Even though some of her blood stains the ends of her wings.
Her wings drape against the ground as she collapses, but she can feel his arms tenderly and tentatively dip under her wings to wrap around her waist. He goes to his knees to gently guide her, supporting her weight as much as he can because as beautiful as her wings are, they are heavy. Heavier than he expected. Every time a feather grazes against his skin, they feel warm and heavenly.
He knows with certainty what she is now; he can't deny it, not when the evidence is draped over his arms as he helps support her. Not when looking at them fills some odd hollow spot in his heart, as if some primal part of his being knows what they are.
But it isn't the time nor tells himself he can get answers later - when she's better, when she's ready, when she wants to tell him everything because she will get the chance to if he has anything to say about it.
"Careful, love," Carlisle mutters softly, "I'll take care of you, don't worry."

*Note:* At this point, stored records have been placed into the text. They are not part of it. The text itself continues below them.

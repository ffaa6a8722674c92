//! Rasterise the crop window to a standalone RGBA bitmap.
//!
//! Each output pixel centre is inverse-mapped into the native image and
//! sampled bilinearly. Centres that land outside the native image stay
//! fully transparent.

use image::RgbaImage;
use rayon::prelude::*;
use serde::{Deserialize, Serialize};
use tracing::debug;

use crate::consts::PARALLEL_PIXEL_THRESHOLD;
use crate::geometry::{Rect, Size, ViewTransform};

/// Export of a viewport-space crop window over the live transform.
#[derive(Clone, Copy, Debug, PartialEq, Serialize, Deserialize)]
pub struct ViewportExport {
    pub crop: Rect,
    pub transform: ViewTransform,
    pub circular: bool,
}

/// Export without a pan/zoom transform.
#[derive(Clone, Copy, Debug, PartialEq, Serialize, Deserialize)]
pub struct LegacyExport {
    /// Crop in displayed-image pixels.
    pub crop: Rect,
    /// Size the image was displayed at; equal to the natural size when the
    /// crop is already in native pixels.
    pub displayed: Size,
    /// Clockwise-positive, about the native image centre.
    pub rotation_degrees: f64,
    /// Uniform scale applied after rotation.
    pub scale: f64,
    pub circular: bool,
}

/// Minimal fully transparent image.
pub fn placeholder() -> RgbaImage {
    RgbaImage::new(1, 1)
}

/// Render the crop window exactly as the image appears on screen: the full
/// image drawn at `(tx - crop.x, ty - crop.y)` with size `natural * scale`.
pub fn render_viewport(image: Option<&RgbaImage>, params: &ViewportExport) -> RgbaImage {
    let Some(src) = image else {
        return placeholder();
    };
    let crop = params.crop;
    let t = params.transform;
    if crop.is_degenerate() || !(t.scale > 0.0 && t.scale.is_finite()) {
        return placeholder();
    }

    let out_w = crop.width.round() as u32;
    let out_h = crop.height.round() as u32;
    if out_w == 0 || out_h == 0 {
        return placeholder();
    }

    let offset_x = t.translate_x - crop.x;
    let offset_y = t.translate_y - crop.y;
    let scale = t.scale;

    debug!(out_w, out_h, offset_x, offset_y, scale, "Rendering viewport export");

    rasterize(src, out_w, out_h, params.circular, |x, y| {
        ((x - offset_x) / scale, (y - offset_y) / scale)
    })
}

/// Render the legacy path: offset by the crop, rotate about the native
/// centre, scale, then draw the full image.
pub fn render_legacy(image: Option<&RgbaImage>, params: &LegacyExport) -> RgbaImage {
    let Some(src) = image else {
        return placeholder();
    };
    let crop = params.crop;
    if crop.is_degenerate() || !(params.scale > 0.0 && params.scale.is_finite()) {
        return placeholder();
    }

    let natural = Size::from(src.dimensions());
    let (ratio_x, ratio_y) = if params.displayed.is_measured() {
        (
            natural.width / params.displayed.width,
            natural.height / params.displayed.height,
        )
    } else {
        (1.0, 1.0)
    };

    let out_w = (crop.width * ratio_x).round() as u32;
    let out_h = (crop.height * ratio_y).round() as u32;
    if out_w == 0 || out_h == 0 {
        return placeholder();
    }

    let crop_x = crop.x * ratio_x;
    let crop_y = crop.y * ratio_y;
    let center = natural.center();
    let (sin, cos) = params.rotation_degrees.to_radians().sin_cos();
    let scale = params.scale;

    debug!(
        out_w,
        out_h,
        rotation = params.rotation_degrees,
        scale,
        "Rendering legacy export"
    );

    rasterize(src, out_w, out_h, params.circular, |x, y| {
        let qx = x + crop_x - center.x;
        let qy = y + crop_y - center.y;
        let rx = qx * cos + qy * sin;
        let ry = -qx * sin + qy * cos;
        (rx / scale + center.x, ry / scale + center.y)
    })
}

/// Fill a `width x height` buffer by mapping each output pixel centre
/// through `to_native`.
fn rasterize<F>(src: &RgbaImage, width: u32, height: u32, circular: bool, to_native: F) -> RgbaImage
where
    F: Fn(f64, f64) -> (f64, f64) + Sync,
{
    let row_len = width as usize * 4;
    let mut buf = vec![0u8; row_len * height as usize];

    if width as usize * height as usize >= PARALLEL_PIXEL_THRESHOLD {
        buf.par_chunks_mut(row_len)
            .enumerate()
            .for_each(|(row, out)| fill_row(src, row, out, width, height, circular, &to_native));
    } else {
        buf.chunks_mut(row_len)
            .enumerate()
            .for_each(|(row, out)| fill_row(src, row, out, width, height, circular, &to_native));
    }

    RgbaImage::from_raw(width, height, buf).unwrap_or_else(placeholder)
}

fn fill_row<F>(
    src: &RgbaImage,
    row: usize,
    out: &mut [u8],
    width: u32,
    height: u32,
    circular: bool,
    to_native: &F,
) where
    F: Fn(f64, f64) -> (f64, f64),
{
    let cy = row as f64 + 0.5;
    for col in 0..width as usize {
        let cx = col as f64 + 0.5;
        if circular && !inside_ellipse(cx, cy, f64::from(width), f64::from(height)) {
            continue;
        }
        let (nx, ny) = to_native(cx, cy);
        if let Some(px) = sample_bilinear(src, nx, ny) {
            out[col * 4..col * 4 + 4].copy_from_slice(&px);
        }
    }
}

/// Ellipse inscribed in the output bounds.
fn inside_ellipse(x: f64, y: f64, width: f64, height: f64) -> bool {
    let rx = width / 2.0;
    let ry = height / 2.0;
    let dx = (x - rx) / rx;
    let dy = (y - ry) / ry;
    dx * dx + dy * dy <= 1.0
}

/// Sample at native point `(x, y)` using pixel-centre convention.
/// `None` when the point lies outside the image.
fn sample_bilinear(src: &RgbaImage, x: f64, y: f64) -> Option<[u8; 4]> {
    let (w, h) = src.dimensions();
    if !(x >= 0.0 && y >= 0.0 && x < f64::from(w) && y < f64::from(h)) {
        return None;
    }

    let fx = x - 0.5;
    let fy = y - 0.5;
    let x0f = fx.floor();
    let y0f = fy.floor();
    let tx = fx - x0f;
    let ty = fy - y0f;

    let max_x = i64::from(w) - 1;
    let max_y = i64::from(h) - 1;
    let x0 = (x0f as i64).clamp(0, max_x) as u32;
    let x1 = (x0f as i64 + 1).clamp(0, max_x) as u32;
    let y0 = (y0f as i64).clamp(0, max_y) as u32;
    let y1 = (y0f as i64 + 1).clamp(0, max_y) as u32;

    let p00 = src.get_pixel(x0, y0).0;
    let p10 = src.get_pixel(x1, y0).0;
    let p01 = src.get_pixel(x0, y1).0;
    let p11 = src.get_pixel(x1, y1).0;

    let mut out = [0u8; 4];
    for c in 0..4 {
        let top = f64::from(p00[c]) * (1.0 - tx) + f64::from(p10[c]) * tx;
        let bottom = f64::from(p01[c]) * (1.0 - tx) + f64::from(p11[c]) * tx;
        let v = top * (1.0 - ty) + bottom * ty;
        out[c] = v.round().clamp(0.0, 255.0) as u8;
    }
    Some(out)
}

Her blood drips and mixes with her murderer along his clothes. Her eyes look at him - her eyes are glistening as she smiles, reaching out to cup his cheek. He wishes that she wouldn't look at him like that. As if she's trying to memorize his face, as if it would be the last thing that she would ever see. As if she is trying to comfort him when he should be comforting her. His chest hurts so much that he knows that vampires must have souls - that Edward must be wrong - because his is aching so much just at the scent of her blood and the look in her eyes.
"Takes more than a deranged idiot to make me worried."
Her words are a bit slurred. Her eyes are just a bit dimmer than he would like them to be as they glance around, taking in everything as she comes back to reality. He makes a comment about taking her to the hospital, but she waves him off nonchalantly and as much as he wants to disobey her, he knows that a hospital won't do much for her. Not now.
Her eyes still scan in everything with a certainty that shouldn't be possible with how much blood she's already lost. He winces when her eyes drift toward what he did to Father Briar, but she doesn't even flinch.
"I would've done it," her voice is soft, "But I guess you beat me to it just like I thought you would."
He lets out a soft laugh at the casualness of her statement, placing a gentle kiss to her knuckles.
"Promise me that you won't beat yourself over this," Ariel whispers softly, her eyes glistening as she meets his gaze evenly, pleading with him. When he is finally able to whisper his promise, swearing to her that he won't, no matter how it makes him turn on the inside knowing that he won't be able to uphold it.
But it seems to be enough for her. She rests her head on his chest and her eyes drift close as she finally relaxes. He can't help the astonished breathless sigh of awe that leaves his lips as the wings that draped over his arms vanish so smoothly, with no trace of them, leaving him cradling her body closer to his. He doesn't question it, not much, not when he just wants to hold her and never let her go just like he promised her.
He's felt her body's warmth so often that he knows it's colder than it should be. Her chest still rises and falls with shallow breaths.
"Carlisle," Ariel hums softly, "Take me home."